Task goal: Could you return the lines below exactly, from the first line up to and including the line that holds "a negation context."?

Exercise data:
------

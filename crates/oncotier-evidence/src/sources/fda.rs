//! openFDA drug label client.
//!
//! API docs: https://open.fda.gov/apis/drug/label/
//! Endpoint: https://api.fda.gov/drug/label.json
//!
//! Searches prescribing information for biomarker-based indications.
//! Strategy: full-text `GENE AND VARIANT` across indication text first,
//! then a gene-only fallback. Each approval records whether the label
//! names the queried variant outside a negation context.

use oncotier_common::SandboxClient;
use tracing::{debug, instrument};

use super::{gene_aliases, EvidenceRequest};
use crate::models::{FdaApproval, FdaFragment};

const LABEL_URL: &str = "https://api.fda.gov/drug/label.json";

pub struct FdaClient {
    client: SandboxClient,
}

impl FdaClient {
    pub fn new(client: SandboxClient) -> Self {
        Self { client }
    }

    async fn search(&self, search_query: &str, limit: usize) -> anyhow::Result<Vec<serde_json::Value>> {
        let resp = self
            .client
            .get(LABEL_URL)?
            .query(&[("search", search_query), ("limit", &limit.to_string())])
            .send()
            .await?;

        // openFDA answers 404 for an empty result set.
        if resp.status().as_u16() == 404 {
            return Ok(vec![]);
        }
        let body: serde_json::Value = resp.error_for_status()?.json().await?;
        Ok(body["results"].as_array().cloned().unwrap_or_default())
    }

    #[instrument(skip(self))]
    pub async fn fetch(&self, req: &EvidenceRequest) -> anyhow::Result<FdaFragment> {
        let variant = req.variant_short();
        let mut records = Vec::new();

        // Strategy 1: gene + variant in the indication text, per alias.
        for gene in gene_aliases(req.gene()) {
            let query = format!("indications_and_usage:({} AND {})", gene, variant);
            let hits = self.search(&query, 15).await?;
            if !hits.is_empty() {
                records.extend(hits);
            }
        }

        // Strategy 2: gene-only fallback.
        if records.is_empty() {
            for gene in gene_aliases(req.gene()) {
                let query = format!("indications_and_usage:{}", gene);
                let hits = self.search(&query, 15).await?;
                records.extend(hits);
            }
        }

        let mut approvals = Vec::new();
        let mut seen = std::collections::HashSet::new();
        for record in &records {
            if let Some(approval) = parse_label(record, variant) {
                let key = approval.drug_name.to_lowercase();
                if seen.insert(key) {
                    approvals.push(approval);
                }
            }
        }
        approvals.truncate(10);

        debug!(n = approvals.len(), "FDA approvals parsed");
        Ok(FdaFragment { approvals })
    }
}

fn parse_label(record: &serde_json::Value, variant: &str) -> Option<FdaApproval> {
    let openfda = &record["openfda"];
    let first_str = |v: &serde_json::Value| -> Option<String> {
        v.as_str()
            .map(String::from)
            .or_else(|| v[0].as_str().map(String::from))
    };

    let brand_name = first_str(&openfda["brand_name"]);
    let generic_name = first_str(&openfda["generic_name"]);
    let drug_name = brand_name.clone().or_else(|| generic_name.clone())?;

    let indication = match &record["indications_and_usage"] {
        serde_json::Value::Array(parts) => {
            let joined = parts
                .iter()
                .filter_map(|p| p.as_str())
                .collect::<Vec<_>>()
                .join(" ");
            (!joined.is_empty()).then_some(joined)
        }
        serde_json::Value::String(s) => Some(s.clone()),
        _ => None,
    };

    let mentions_variant = indication
        .as_deref()
        .map(|text| mentions_outside_negation(text, variant))
        .unwrap_or(false);

    Some(FdaApproval {
        drug_name,
        brand_name,
        generic_name,
        indication: indication.map(|i| i.chars().take(1800).collect()),
        approval_date: record["effective_time"].as_str().map(String::from),
        marketing_status: Some("Prescription".to_string()),
        mentions_variant,
    })
}

/// A label "mentions" the variant only when the mention is not negated:
/// "without the D816V mutation" is an exclusion, not an approval.
fn mentions_outside_negation(text: &str, variant: &str) -> bool {
    let text_lower = text.to_lowercase();
    let variant_lower = variant.to_lowercase();
    if !text_lower.contains(&variant_lower) {
        return false;
    }
    let negations = [
        format!("without the {}", variant_lower),
        format!("without {}", variant_lower),
        format!("no {}", variant_lower),
        format!("not {}", variant_lower),
        format!("excluding {}", variant_lower),
        format!("absence of {}", variant_lower),
        format!("negative for {}", variant_lower),
    ];
    // Every occurrence must sit inside a negation for the mention to be
    // discounted.
    let occurrences = text_lower.matches(&variant_lower).count();
    let negated = negations
        .iter()
        .map(|n| text_lower.matches(n.as_str()).count())
        .sum::<usize>();
    occurrences > negated
}

// ── Tests ─────────────────────────────────────────────────────────────────────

------

Solution for this exercise:
filename crates/oncotier-evidence/src/sources/fda.rs
//! openFDA drug label client.
//!
//! API docs: https://open.fda.gov/apis/drug/label/
//! Endpoint: https://api.fda.gov/drug/label.json
//!
//! Searches prescribing information for biomarker-based indications.
//! Strategy: full-text `GENE AND VARIANT` across indication text first,
//! then a gene-only fallback. Each approval records whether the label
//! names the queried variant outside a negation context.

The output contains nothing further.